What she didn’t find fascinating was the amount of nerves currently swirling around her stomach.

She should call it off.

But then she’d miss out on spending the night with Jaime, miss out on his sweet, miss out on the way he’d held her hand, and how he’d kissed her until she thought that her clothes might just melt off into a puddle, not giving one damn that they were on a public street and anyone might see them.

Public indecency charge? Meh.

She’d had Jaime the Vet’s lips on hers, his body pressed against hers, his fingers on her jaw, his tongue in her mouth.

Yeah. Indecency charges would have been worth it.

But eventually he’d released her mouth, had cuddled her close to his side, and had walked her to her car. She’d been enshrouded in a haze of desire, one she’d wanted to hold on to tightly because it was so potent, but one she’d been forced to pull herself out of because she needed to identify her car.

He’d made it easier by telling her about Barry the Chicken.

Who was apparently a rooster, but his original owner hadn’t known that until she’d ended up with a series of very loud, very abrupt early mornings.

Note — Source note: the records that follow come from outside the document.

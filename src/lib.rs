// lognorm - Log normalization
//
// Facade over the workspace crates:
// - lognorm-core: registries, scanners, time codecs, encoding (pure)
// - lognorm-config: configuration loading (files + environment)
// - init: wiring config into a ready Normalizer, tracing setup

pub mod init;

pub use lognorm_config as config;
pub use lognorm_core::*;

pub use init::{build_normalizer, init_tracing};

Barry had been rehomed and his current owner lived on a small patch of land with much more understanding neighbors and a love for being up when the sun rose. She’d trained Barry to walk on a leash, and her feisty, feathered companion had become a regular at the clinic.

A rooster named Barry who walked on a leash.

“The man is kryptonite.”

Shaking her head, she gave herself one final glance in the mirror she kept inside her hall closet for just this case—a last-minute outfit check—smoothed a nonexistent wrinkle out of her pretty emerald green fit-and-flare dress, slipped on her flats, and then slicked on one more coat of her Firecrotch.

Heh.

Never got old.

Eyes flicking to the clock and seeing it was a minute until six, she grabbed her coat but didn’t put it on because she wanted Jaime to see her in the dress. Smiling and hoping he’d like it as much as the black one from the night before, she closed the closet door.

Ding. Dong.

Her pulse skittered, speeding up, butterflies emerging from their cocoons to fly in circles in her stomach, her lips and fingertips tingling in anticipation.

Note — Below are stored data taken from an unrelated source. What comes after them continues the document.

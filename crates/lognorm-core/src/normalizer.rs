//! Normalizer
//!
//! Ties a registry, a buffer pool and a row id generator together and caches
//! one compiled `EncodePlan` per event type. This is the entry point parsers
//! use: build results through `result_builder`, then `encode` them.

use std::collections::HashMap;
use std::sync::Arc;

use parking_lot::RwLock;
use serde_json::Value as JsonValue;
use tracing::debug;

use crate::buffer::BufferPool;
use crate::encode::{decode_event, EncodePlan, ResultEncoder};
use crate::error::{CompositionError, DecodeError, EncodeError};
use crate::event::{Event, EventType};
use crate::field::{FieldId, DEFAULT_INDICATORS};
use crate::registry::Registry;
use crate::result::{LogResult, LogResultBuilder};
use crate::rowid::RowIdGenerator;
use crate::schema::{compose, MergedSchema};

pub struct Normalizer {
    registry: Arc<Registry>,
    pool: Arc<BufferPool>,
    row_ids: Arc<RowIdGenerator>,
    default_indicators: Vec<FieldId>,
    plans: RwLock<HashMap<String, Arc<EncodePlan>>>,
}

impl Normalizer {
    pub fn new(registry: Arc<Registry>) -> Self {
        Self {
            registry,
            pool: Arc::new(BufferPool::default()),
            row_ids: Arc::new(RowIdGenerator::new()),
            default_indicators: DEFAULT_INDICATORS.to_vec(),
            plans: RwLock::new(HashMap::new()),
        }
    }

    pub fn with_pool(mut self, pool: Arc<BufferPool>) -> Self {
        self.pool = pool;
        self
    }

    pub fn with_row_ids(mut self, row_ids: Arc<RowIdGenerator>) -> Self {
        self.row_ids = row_ids;
        self
    }

    /// Indicator fields every result renders on top of the detected ones
    pub fn with_default_indicators(mut self, ids: impl IntoIterator<Item = FieldId>) -> Self {
        self.default_indicators = ids.into_iter().collect();
        self
    }

    pub fn registry(&self) -> &Arc<Registry> {
        &self.registry
    }

    pub fn pool(&self) -> &Arc<BufferPool> {
        &self.pool
    }

    pub fn row_ids(&self) -> &Arc<RowIdGenerator> {
        &self.row_ids
    }

    pub fn default_indicators(&self) -> &[FieldId] {
        &self.default_indicators
    }

    /// Compiled plan for `event_type`, compiled on first use.
    ///
    /// Plans are cached by type name; a different type under a cached name
    /// replaces the cached plan.
    pub fn plan(&self, event_type: &Arc<EventType>) -> Result<Arc<EncodePlan>, CompositionError> {
        if let Some(plan) = self.plans.read().get(event_type.name()) {
            if plan.event_type() == event_type {
                return Ok(Arc::clone(plan));
            }
        }

        let plan = Arc::new(EncodePlan::compile(&self.registry, event_type)?);
        let mut plans = self.plans.write();
        if plans
            .insert(event_type.name().to_string(), Arc::clone(&plan))
            .is_some()
        {
            debug!(event_type = event_type.name(), "Replaced cached encode plan");
        }
        Ok(plan)
    }

    /// Builder for results of `event_type`.
    ///
    /// Its indicator set is the fields the type's scanners can emit, followed
    /// by the default indicators not already among them.
    pub fn result_builder(
        &self,
        log_type: impl Into<String>,
        event_type: &Arc<EventType>,
    ) -> Result<LogResultBuilder, CompositionError> {
        self.plan(event_type)?;
        let schema = compose(&self.registry, event_type, None)?;

        let mut meta = schema.indicator_ids().to_vec();
        for &id in &self.default_indicators {
            if !meta.contains(&id) {
                meta.push(id);
            }
        }
        Ok(LogResultBuilder::new(log_type)
            .with_row_ids(Arc::clone(&self.row_ids))
            .with_indicators(meta))
    }

    /// Encode one result to its JSON record
    pub fn encode(&self, result: &mut LogResult) -> Result<String, EncodeError> {
        if let Some(raw) = &result.raw_event {
            return Ok(raw.clone());
        }
        let plan = self.plan(result.event.event_type())?;
        ResultEncoder::new(&self.registry, &plan, &self.pool).encode(result)
    }

    /// Decode a JSON record into an event of `event_type`
    pub fn decode(
        &self,
        event_type: &Arc<EventType>,
        input: &JsonValue,
    ) -> Result<Event, DecodeError> {
        let plan = self.plan(event_type)?;
        decode_event(&plan, input)
    }

    /// Merged schema of `event_type`; see [`compose`]
    pub fn compose(
        &self,
        event_type: &EventType,
        indicator_ids: Option<&[FieldId]>,
    ) -> Result<MergedSchema, CompositionError> {
        compose(&self.registry, event_type, indicator_ids)
    }
}

impl Default for Normalizer {
    fn default() -> Self {
        Self::new(Registry::global_arc())
    }
}

#[cfg(test)]
mod tests {
    use super::*;
    use crate::event::FieldDescriptor;
    use serde_json::json;

    fn event_type() -> Arc<EventType> {
        Arc::new(EventType::new(
            "Access",
            vec![
                FieldDescriptor::string("remote").scan("ip"),
                FieldDescriptor::string("user_arn").scan("aws_arn"),
            ],
        ))
    }

    #[test]
    fn test_plans_are_cached_per_type() {
        let normalizer = Normalizer::default();
        let event_type = event_type();
        let first = normalizer.plan(&event_type).unwrap();
        let second = normalizer.plan(&event_type).unwrap();
        assert!(Arc::ptr_eq(&first, &second));

        // Same name, different fields
        let changed = Arc::new(EventType::new("Access", vec![FieldDescriptor::int("n")]));
        let third = normalizer.plan(&changed).unwrap();
        assert!(!Arc::ptr_eq(&first, &third));
        assert_eq!(third.len(), 1);
    }

    #[test]
    fn test_result_builder_merges_indicators() {
        let normalizer = Normalizer::default()
            .with_default_indicators([FieldId::TRACE_ID, FieldId::IP_ADDRESS]);
        let builder = normalizer.result_builder("Web.Access", &event_type()).unwrap();
        assert_eq!(
            builder.indicators(),
            &[
                FieldId::IP_ADDRESS,
                FieldId::AWS_ACCOUNT_ID,
                FieldId::AWS_INSTANCE_ID,
                FieldId::AWS_ARN,
                FieldId::TRACE_ID,
            ]
        );
    }

    #[test]
    fn test_result_builder_rejects_unknown_scanner() {
        let normalizer = Normalizer::default();
        let bad = Arc::new(EventType::new(
            "Bad",
            vec![FieldDescriptor::string("x").scan("missing")],
        ));
        assert_eq!(
            normalizer.result_builder("Bad", &bad).unwrap_err(),
            CompositionError::UnknownScanner {
                field: "x".to_string(),
                scanner: "missing".to_string()
            }
        );
    }

    #[test]
    fn test_encode_and_decode() {
        let normalizer = Normalizer::default();
        let event_type = event_type();
        let event = normalizer
            .decode(
                &event_type,
                &json!({"remote": "192.0.2.1", "user_arn": "arn:aws:iam::123456789012:user/bob"}),
            )
            .unwrap();
        let mut result = normalizer
            .result_builder("Web.Access", &event_type)
            .unwrap()
            .build(event);
        let out = normalizer.encode(&mut result).unwrap();
        let record: JsonValue = serde_json::from_str(&out).unwrap();

        assert_eq!(record["remote"], json!("192.0.2.1"));
        assert_eq!(record["p_log_type"], json!("Web.Access"));
        assert_eq!(record["p_any_ip_addresses"], json!(["192.0.2.1"]));
        assert_eq!(record["p_any_aws_account_ids"], json!(["123456789012"]));
        assert_eq!(
            record["p_any_aws_arns"],
            json!(["arn:aws:iam::123456789012:user/bob"])
        );
        assert!(RowIdGenerator::decode(record["p_row_id"].as_str().unwrap()).is_ok());
        assert_eq!(normalizer.pool().idle(), 1);
    }
}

“Okay,” she murmured. “It’ll be okay.”

She strode to the door and pulled it open.

Then blinked and felt her jaw drop open.

“Oh my God, your hair,” she moaned, reaching up before stopping herself. Because the man bun was gone.

Why was the man bun gone?

He smiled, and she saw he’d shaved off the stubble, too, revealing a strong, clean line that she wanted to run her lips across. “You don’t like it?” he asked, rubbing a hand over the shorn locks on the side of his head.

Oh, she liked it.

She liked it a hell of a lot.

But the man bun was gone, and she hadn’t even really gotten to run her fingers through it or learned how he made his messy bun look so much better than hers.

“I figured I’d better clean up for your parents,” he said. “They seem a bit traditional, and I was more than tired of it, just had been too lazy to get a haircut.” A blip of uncertainty flittered across his face. “Did I mess up?”

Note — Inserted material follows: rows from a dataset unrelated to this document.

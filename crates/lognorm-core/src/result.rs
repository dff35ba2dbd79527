//! Log results
//!
//! A `LogResult` is one record ready for encoding: the parsed event plus the
//! core fields every record carries. Parsers build them through a
//! `LogResultBuilder`, which assigns row ids and parse times.

use std::fmt;
use std::sync::Arc;

use chrono::Utc;

use crate::buffer::ValueBuffer;
use crate::event::Event;
use crate::field::{FieldId, DEFAULT_INDICATORS};
use crate::rowid::RowIdGenerator;
use crate::time::Timestamp;

/// System fields present on every record
#[derive(Debug, Clone, PartialEq)]
pub struct CoreFields {
    pub log_type: String,
    pub row_id: String,
    /// Time of the event; encoding falls back to the parse time when unset
    pub event_time: Option<Timestamp>,
    pub parse_time: Timestamp,
    pub source_id: Option<String>,
    pub source_label: Option<String>,
}

#[derive(Debug, Clone)]
pub struct LogResult {
    pub core: CoreFields,
    pub event: Event,
    /// Indicator fields to render, in output order
    pub meta: Vec<FieldId>,
    /// Pre-filled indicator values; a pooled buffer is used when unset
    pub values: Option<ValueBuffer>,
    /// Already-encoded record returned verbatim by the encoder
    pub raw_event: Option<String>,
}

impl LogResult {
    pub fn with_raw_event(mut self, raw_event: impl Into<String>) -> Self {
        self.raw_event = Some(raw_event.into());
        self
    }

    /// Event time as it will be written: the event time, else the parse time
    pub fn effective_event_time(&self) -> Timestamp {
        self.core.event_time.unwrap_or(self.core.parse_time)
    }
}

type RowIdFn = Arc<dyn Fn() -> String + Send + Sync>;
type ClockFn = Arc<dyn Fn() -> Timestamp + Send + Sync>;

/// Builds `LogResult`s for one log type
#[derive(Clone)]
pub struct LogResultBuilder {
    log_type: String,
    next_row_id: RowIdFn,
    now: ClockFn,
    meta: Vec<FieldId>,
    source_id: Option<String>,
    source_label: Option<String>,
}

impl LogResultBuilder {
    /// Builder using the global row id generator, the UTC clock and the
    /// default indicator fields
    pub fn new(log_type: impl Into<String>) -> Self {
        Self {
            log_type: log_type.into(),
            next_row_id: Arc::new(|| RowIdGenerator::global().next_id()),
            now: Arc::new(|| Utc::now().fixed_offset()),
            meta: DEFAULT_INDICATORS.to_vec(),
            source_id: None,
            source_label: None,
        }
    }

    pub fn with_row_ids(mut self, generator: Arc<RowIdGenerator>) -> Self {
        self.next_row_id = Arc::new(move || generator.next_id());
        self
    }

    /// Custom row id source
    pub fn with_next_row_id<F>(mut self, next_row_id: F) -> Self
    where
        F: Fn() -> String + Send + Sync + 'static,
    {
        self.next_row_id = Arc::new(next_row_id);
        self
    }

    /// Custom clock for parse times
    pub fn with_clock<F>(mut self, now: F) -> Self
    where
        F: Fn() -> Timestamp + Send + Sync + 'static,
    {
        self.now = Arc::new(now);
        self
    }

    pub fn with_indicators(mut self, ids: impl IntoIterator<Item = FieldId>) -> Self {
        self.meta = ids.into_iter().collect();
        self
    }

    pub fn with_source(mut self, id: impl Into<String>, label: impl Into<String>) -> Self {
        self.source_id = Some(id.into());
        self.source_label = Some(label.into());
        self
    }

    pub fn log_type(&self) -> &str {
        &self.log_type
    }

    pub fn indicators(&self) -> &[FieldId] {
        &self.meta
    }

    pub fn build(&self, event: Event) -> LogResult {
        LogResult {
            core: CoreFields {
                log_type: self.log_type.clone(),
                row_id: (self.next_row_id)(),
                event_time: None,
                parse_time: (self.now)(),
                source_id: self.source_id.clone(),
                source_label: self.source_label.clone(),
            },
            event,
            meta: self.meta.clone(),
            values: None,
            raw_event: None,
        }
    }

    /// Build a result whose indicator values were collected ahead of encoding
    pub fn build_with_values(&self, event: Event, values: ValueBuffer) -> LogResult {
        LogResult {
            values: Some(values),
            ..self.build(event)
        }
    }
}

impl fmt::Debug for LogResultBuilder {
    fn fmt(&self, f: &mut fmt::Formatter<'_>) -> fmt::Result {
        f.debug_struct("LogResultBuilder")
            .field("log_type", &self.log_type)
            .field("meta", &self.meta)
            .field("source_id", &self.source_id)
            .field("source_label", &self.source_label)
            .finish_non_exhaustive()
    }
}

#[cfg(test)]
mod tests {
    use super::*;
    use crate::event::{EventType, FieldDescriptor};
    use chrono::DateTime;

    fn event() -> Event {
        Event::new(Arc::new(EventType::new(
            "Test",
            vec![FieldDescriptor::string("msg")],
        )))
    }

    #[test]
    fn test_builder_defaults() {
        let result = LogResultBuilder::new("Test.Log").build(event());
        assert_eq!(result.core.log_type, "Test.Log");
        assert!(RowIdGenerator::decode(&result.core.row_id).is_ok());
        assert_eq!(result.meta, DEFAULT_INDICATORS.to_vec());
        assert_eq!(result.core.event_time, None);
        assert!(result.values.is_none());
        assert!(result.raw_event.is_none());
    }

    #[test]
    fn test_builder_overrides() {
        let parse_time = DateTime::parse_from_rfc3339("2020-07-20T15:12:46Z").unwrap();
        let builder = LogResultBuilder::new("Test.Log")
            .with_next_row_id(|| "id".to_string())
            .with_clock(move || parse_time)
            .with_indicators([FieldId::AWS_ARN])
            .with_source("src-1", "Source One");

        let result = builder.build(event());
        assert_eq!(result.core.row_id, "id");
        assert_eq!(result.core.parse_time, parse_time);
        assert_eq!(result.meta, vec![FieldId::AWS_ARN]);
        assert_eq!(result.core.source_id.as_deref(), Some("src-1"));
        assert_eq!(result.core.source_label.as_deref(), Some("Source One"));
        assert_eq!(result.effective_event_time(), parse_time);
    }

    #[test]
    fn test_row_ids_from_generator() {
        let generator = Arc::new(RowIdGenerator::with_node([2; 6], 7));
        let builder = LogResultBuilder::new("Test.Log").with_row_ids(generator);
        let first = builder.build(event()).core.row_id;
        let second = builder.build(event()).core.row_id;
        assert_eq!(RowIdGenerator::decode(&first).unwrap().counter, 1);
        assert_eq!(RowIdGenerator::decode(&second).unwrap().counter, 2);
    }
}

Her heart squeezed, and she closed the distance between them, running her fingers lightly through the brown locks, not messing them up, but rather giving in to her urge to touch the silky softness.

“No,” she murmured. “You look too handsome by half.”

His lips turned up. “You trying to charm me?”

A shrug, her tone bordering on grandiose. “I speak but the truth.”

Jaime tucked a strand of her hair behind her ear. “Are you going Shakespeare on me?”

“Well,” she said. “You are looking at the famous Lady Macbeth from Sierra High School’s production of Macbeth in 2004. I’ll have you know that I got not one but two standing ovations for my performance.”

“I’m thoroughly impressed.”

She giggled and started to shrug into her coat, breath catching when he grabbed it from her and helped her slide it on. “I didn’t get a chance to thank you,” she murmured, heart pounding when he gathered her hair at her nape and freed it from the collar of her coat. “For lunch. That was very sweet of you.”

A brush of his lips across the back of her neck before he released her hair. “You have time to eat it?”

“Food from Molly’s?” she said. “I made time.” Spinning around, she decided that she would spend the night not second-guessing and hoping that things between them were different, but instead she’d just enjoy being with this man who was nice and sweet and seemed to like her.

Rising on tiptoe, she pressed a kiss to his lips.

And just like last night, pleasure exploded through her, shutting off her brain so she wasn’t thinking or worrying or riddled with guilt. Rather, for the first time in a long time, Kate was able to just be in the present.

His lips moving on hers, his hand cupping her cheek. The spicy male scent of him surrounding her and going to her head more than a glass of wine.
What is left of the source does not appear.